PURPOSE: We assessed surgeon and hospital level variation in robot-assisted radical prostatectomy costs and predictors of high and low cost surgery. MATERIALS AND METHODS: The study population consisted of a weighted sample of 291,015 men who underwent robot-assisted radical prostatectomy for prostate cancer by 667 surgeons at 197 U.S. hospitals from 2003 to 2013. We evaluated 90-day direct hospital costs (2014 USD) in the Premier Hospital Database. High costs per robot-assisted radical prostatectomy were those above the 90th percentile and low costs were those below the 10th percentile. RESULTS: Mean hospital cost per robot-assisted radical prostatectomy was $11,878 (95% CI $11,804-$11,952). Mean cost was $2,837 (95% CI $2,805-$2,869) in the low cost group vs $25,906 (95% CI $24,702-$25,490) in the high cost group. Nearly a third of the variation in robot-assisted radical prostatectomy cost was attributable to hospital characteristics and more than a fifth was attributable to surgeon characteristics (R-squared 30.43% and 21.25%, respectively). High volume surgeons and hospitals (90th percentile or greater) had decreased odds of high cost surgery (surgeons: OR 0.24, 95% CI 0.11-0.54; hospitals: OR 0.105, 95% CI 0.02-0.46).

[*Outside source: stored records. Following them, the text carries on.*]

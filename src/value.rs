use rust_decimal::{Decimal, prelude::ToPrimitive};
use std::collections::HashMap;
use std::fmt;

/// A numeric literal as written in a filter expression.
///
/// Integers that fit in an `i64` stay integers. Anything with a fraction or
/// an exponent is kept as an exact [`Decimal`] so that `price=19.99` reaches
/// the query layer without binary floating-point drift. Fractional or
/// exponent literals too large or too precise for a decimal fall back to
/// `f64`; whole numbers beyond decimal range are rejected.
#[derive(Debug, Clone, Copy, PartialEq)]
pub enum Number {
    /// Whole number within `i64` range
    Integer(i64),

    /// Exact decimal (up to 28 fractional digits)
    Decimal(Decimal),

    /// Floating-point fallback for literals a decimal can't hold
    Float(f64),
}

impl Number {
    /// Parse the text of a numeric literal.
    ///
    /// Returns `None` when the text isn't a finite number, or is a whole
    /// number too large to hold exactly.
    ///
    /// # Examples
    ///
    /// ```
    /// use where_lang::value::Number;
    ///
    /// assert_eq!(Number::parse("42"), Some(Number::Integer(42)));
    /// assert_eq!(Number::parse("-7"), Some(Number::Integer(-7)));
    /// assert!(matches!(Number::parse("19.99"), Some(Number::Decimal(_))));
    /// assert_eq!(Number::parse("1e3"), Some(Number::Integer(1000)));
    /// assert_eq!(Number::parse("abc"), None);
    /// ```
    pub fn parse(text: &str) -> Option<Number> {
        let has_exponent = text.contains(['e', 'E']);
        let has_fraction = text.contains('.');

        if !has_exponent && !has_fraction {
            if let Ok(n) = text.parse::<i64>() {
                return Some(Number::Integer(n));
            }
            // Whole numbers are never rounded; one a decimal can't hold is
            // rejected.
            return Decimal::from_str_exact(text).ok().map(Number::Decimal);
        } else if !has_exponent {
            if let Ok(d) = Decimal::from_str_exact(text) {
                return Some(Number::Decimal(d));
            }
        } else if let Ok(d) = Decimal::from_scientific(text) {
            return Some(Self::from_decimal(d));
        }

        text.parse::<f64>()
            .ok()
            .filter(|f| f.is_finite())
            .map(Number::Float)
    }

    // Scientific literals with no fractional part read back as integers.
    fn from_decimal(d: Decimal) -> Number {
        if d.scale() == 0 {
            if let Some(n) = d.to_i64() {
                return Number::Integer(n);
            }
        }
        Number::Decimal(d)
    }

    /// Whether the number is below zero
    pub fn is_negative(&self) -> bool {
        match self {
            Number::Integer(n) => *n < 0,
            Number::Decimal(d) => d.is_sign_negative() && !d.is_zero(),
            Number::Float(f) => *f < 0.0,
        }
    }
}

impl fmt::Display for Number {
    fn fmt(&self, f: &mut fmt::Formatter<'_>) -> fmt::Result {
        match self {
            Number::Integer(n) => write!(f, "{n}"),
            Number::Decimal(d) => write!(f, "{d}"),
            Number::Float(n) => write!(f, "{n}"),
        }
    }
}

/// A literal value appearing in a filter expression.
///
/// Values are the right-hand side of comparisons (`status@["A","B"]`) or
/// stand alone as bare literals (`true`).
///
/// # Examples
///
/// ```
/// use where_lang::value::{Number, Value};
/// use std::collections::HashMap;
///
/// let tags = Value::Array(vec![
///     Value::String("rust".to_string()),
///     Value::Number(Number::Integer(2)),
/// ]);
/// assert_eq!(tags.to_string(), r#"["rust",2]"#);
///
/// let mut obj = HashMap::new();
/// obj.insert("k".to_string(), Value::Null);
/// assert_eq!(Value::Object(obj).to_string(), r#"{"k":null}"#);
/// ```
#[derive(Debug, Clone, PartialEq)]
pub enum Value {
    /// `null`
    Null,

    /// `true` / `false`
    Bool(bool),

    /// Signed integer or decimal literal
    Number(Number),

    /// Double-quoted string, escapes already resolved
    String(String),

    /// `[...]`, order preserved
    Array(Vec<Value>),

    /// `{"key": value, ...}`; a repeated key keeps the last value
    Object(HashMap<String, Value>),
}

impl Value {
    /// Name of the value's type, for diagnostics.
    pub fn type_name(&self) -> &'static str {
        match self {
            Value::Null => "null",
            Value::Bool(_) => "boolean",
            Value::Number(_) => "number",
            Value::String(_) => "string",
            Value::Array(_) => "array",
            Value::Object(_) => "object",
        }
    }

    pub fn is_null(&self) -> bool {
        matches!(self, Value::Null)
    }

    pub fn as_str(&self) -> Option<&str> {
        match self {
            Value::String(s) => Some(s),
            _ => None,
        }
    }

    pub fn as_array(&self) -> Option<&[Value]> {
        match self {
            Value::Array(items) => Some(items),
            _ => None,
        }
    }

    /// Nesting depth of the literal: scalars are 0, `[1]` is 1, `[[1]]` is 2.
    pub fn depth(&self) -> usize {
        match self {
            Value::Array(items) => 1 + items.iter().map(Value::depth).max().unwrap_or(0),
            Value::Object(map) => 1 + map.values().map(Value::depth).max().unwrap_or(0),
            _ => 0,
        }
    }
}

/// Renders the value as filter-expression literal text.
///
/// Object keys are sorted so output is deterministic.
impl fmt::Display for Value {
    fn fmt(&self, f: &mut fmt::Formatter<'_>) -> fmt::Result {
        match self {
            Value::Null => f.write_str("null"),
            Value::Bool(b) => write!(f, "{b}"),
            Value::Number(n) => write!(f, "{n}"),
            Value::String(s) => write!(f, "\"{}\"", escape_string(s)),
            Value::Array(items) => {
                f.write_str("[")?;
                for (i, item) in items.iter().enumerate() {
                    if i > 0 {
                        f.write_str(",")?;
                    }
                    write!(f, "{item}")?;
                }
                f.write_str("]")
            }
            Value::Object(map) => {
                let mut keys: Vec<_> = map.keys().collect();
                keys.sort();

                f.write_str("{")?;
                for (i, key) in keys.into_iter().enumerate() {
                    if i > 0 {
                        f.write_str(",")?;
                    }
                    write!(f, "\"{}\":{}", escape_string(key), map[key])?;
                }
                f.write_str("}")
            }
        }
    }
}

/// Escape a string for a double-quoted literal.
pub(crate) fn escape_string(s: &str) -> String {
    let mut out = String::with_capacity(s.len());
    for c in s.chars() {
        match c {
            '"' => out.push_str("\\\""),
            '\\' => out.push_str("\\\\"),
            '\n' => out.push_str("\\n"),
            '\r' => out.push_str("\\r"),
            '\t' => out.push_str("\\t"),
            c if c.is_control() => out.push_str(&format!("\\u{:04x}", c as u32)),
            c => out.push(c),
        }
    }
    out
}

#[cfg(test)]
mod tests {
    use super::*;
    use std::str::FromStr;

    #[test]
    fn integer_overflow_becomes_decimal() {
        let n = Number::parse("99999999999999999999").unwrap();
        assert_eq!(
            n,
            Number::Decimal(Decimal::from_str("99999999999999999999").unwrap())
        );
    }

    #[test]
    fn decimal_keeps_scale() {
        let n = Number::parse("1.50").unwrap();
        assert_eq!(n.to_string(), "1.50");
    }

    #[test]
    fn negative_exponent_is_exact() {
        let n = Number::parse("-2e-3").unwrap();
        assert_eq!(n, Number::Decimal(Decimal::from_str("-0.002").unwrap()));
        assert!(n.is_negative());
    }

    #[test]
    fn huge_exponent_falls_back_to_float() {
        assert!(matches!(Number::parse("1e300"), Some(Number::Float(_))));
        assert_eq!(Number::parse("1e999"), None);
    }

    #[test]
    fn whole_number_beyond_decimal_range_is_rejected() {
        assert_eq!(Number::parse("99999999999999999999999999999999"), None);
        assert_eq!(Number::parse("-99999999999999999999999999999999"), None);
        assert!(matches!(
            Number::parse("79228162514264337593543950335"),
            Some(Number::Decimal(_))
        ));
    }

    #[test]
    fn escapes_control_characters() {
        assert_eq!(escape_string("a\"b\\c\n\u{1}"), "a\\\"b\\\\c\\n\\u0001");
    }

    #[test]
    fn depth_counts_nested_collections() {
        let v = Value::Array(vec![Value::Array(vec![Value::Null]), Value::Bool(true)]);
        assert_eq!(v.depth(), 2);
        assert_eq!(Value::Null.depth(), 0);
    }
}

The performance of robot-assisted radical prostatectomy at a high volume hospital was associated with increased odds of low cost robot-assisted radical prostatectomy (OR 839, 95% CI 122-greater than 999). CONCLUSIONS: This study provides insight into the role of surgeons and hospitals in robot-assisted radical prostatectomy costs. Given the substantial variability, identifying and remedying the root cause of outlier costs may yield substantial benefits.